= Required work =
Search the records for the word "config". Copy every line where it appears.
- Opening Delimiter -
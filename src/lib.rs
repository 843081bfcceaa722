mod allowed_headers;
mod allowed_methods;
mod config;
pub mod constants;
mod cors;
mod header_builder;
mod headers;
mod origin;
mod request;
mod result;
mod session;
mod util;

pub use config::{ConfigError, PolicyConfig, PolicyPatch};
pub use cors::{CorsPolicy, evaluate};
pub use headers::Headers;
pub use origin::OriginDecision;
pub use request::RequestDescriptor;
pub use result::{CorsRejection, DecidedResponse, ResponseBody, ResponseDescriptor};
pub use session::{ClientRequest, ClientRequestPatch, SessionError, SimulationSession};
pub use util::{equals_ignore_case, normalize_lower};
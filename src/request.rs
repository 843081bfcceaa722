use crate::constants::method;
use crate::headers::Headers;

/// A simulated cross-origin request as a browser would send it.
#[derive(Debug, Clone, Default, PartialEq, Eq)]
pub struct RequestDescriptor {
    pub origin: String,
    /// Uppercase HTTP verb. `OPTIONS` marks a preflight.
    pub method: String,
    pub headers: Headers,
    /// Informational only; the decision never depends on it.
    pub credentials: bool,
}

impl RequestDescriptor {
    pub fn new(origin: impl Into<String>, method: impl Into<String>) -> Self {
        Self {
            origin: origin.into(),
            method: method.into(),
            headers: Headers::new(),
            credentials: false,
        }
    }

    pub fn header(mut self, name: impl Into<String>, value: impl Into<String>) -> Self {
        self.headers.insert(name.into(), value.into());
        self
    }

    pub fn with_headers(mut self, headers: Headers) -> Self {
        self.headers = headers;
        self
    }

    pub fn credentials(mut self, enabled: bool) -> Self {
        self.credentials = enabled;
        self
    }

    pub fn is_preflight(&self) -> bool {
        self.method == method::OPTIONS
    }
}
use crate::config::PolicyConfig;
use crate::constants::{APPLICATION_JSON, header};
use crate::headers::HeaderCollection;
use crate::origin::OriginDecision;
use crate::util::join_header_list;

pub(crate) struct HeaderBuilder<'a> {
    config: &'a PolicyConfig,
}

impl<'a> HeaderBuilder<'a> {
    pub(crate) fn new(config: &'a PolicyConfig) -> Self {
        Self { config }
    }

    pub(crate) fn build_content_type_header(&self) -> HeaderCollection {
        let mut headers = HeaderCollection::with_estimate(1);
        headers.push(header::CONTENT_TYPE, APPLICATION_JSON.to_string());
        headers
    }

    pub(crate) fn build_origin_header(&self, decision: &OriginDecision) -> HeaderCollection {
        match decision {
            OriginDecision::Allow(value) => {
                let mut headers = HeaderCollection::with_estimate(1);
                headers.push(header::ACCESS_CONTROL_ALLOW_ORIGIN, value.clone());
                headers
            }
            OriginDecision::Disallow => HeaderCollection::new(),
        }
    }

    /// Always emitted on an allowed preflight, even for an empty list.
    pub(crate) fn build_methods_header(&self) -> HeaderCollection {
        let mut headers = HeaderCollection::with_estimate(1);
        headers.push(
            header::ACCESS_CONTROL_ALLOW_METHODS,
            join_header_list(&self.config.allowed_methods),
        );
        headers
    }

    /// Always emitted on an allowed preflight, even for an empty list.
    pub(crate) fn build_allowed_headers(&self) -> HeaderCollection {
        let mut headers = HeaderCollection::with_estimate(1);
        headers.push(
            header::ACCESS_CONTROL_ALLOW_HEADERS,
            join_header_list(&self.config.allowed_headers),
        );
        headers
    }

    pub(crate) fn build_credentials_header(&self) -> HeaderCollection {
        if self.config.allow_credentials {
            let mut headers = HeaderCollection::with_estimate(1);
            headers.push(header::ACCESS_CONTROL_ALLOW_CREDENTIALS, "true".to_string());
            headers
        } else {
            HeaderCollection::new()
        }
    }

    pub(crate) fn build_max_age_header(&self) -> HeaderCollection {
        if !self.config.max_age.is_empty() {
            let mut headers = HeaderCollection::with_estimate(1);
            headers.push(header::ACCESS_CONTROL_MAX_AGE, self.config.max_age.clone());
            return headers;
        }
        HeaderCollection::new()
    }
}

#[cfg(test)]
#[path = "header_builder_test.rs"]
mod header_builder_test;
- Closing Delimiter -
= Written answer =
mod config;
pub use config::{ConfigError, PolicyConfig, PolicyPatch};
use crate::config::PolicyConfig;
    config: &'a PolicyConfig,
    pub(crate) fn new(config: &'a PolicyConfig) -> Self {
        Self { config }
            join_header_list(&self.config.allowed_methods),
            join_header_list(&self.config.allowed_headers),
        if self.config.allow_credentials {
        if !self.config.max_age.is_empty() {
            headers.push(header::ACCESS_CONTROL_MAX_AGE, self.config.max_age.clone());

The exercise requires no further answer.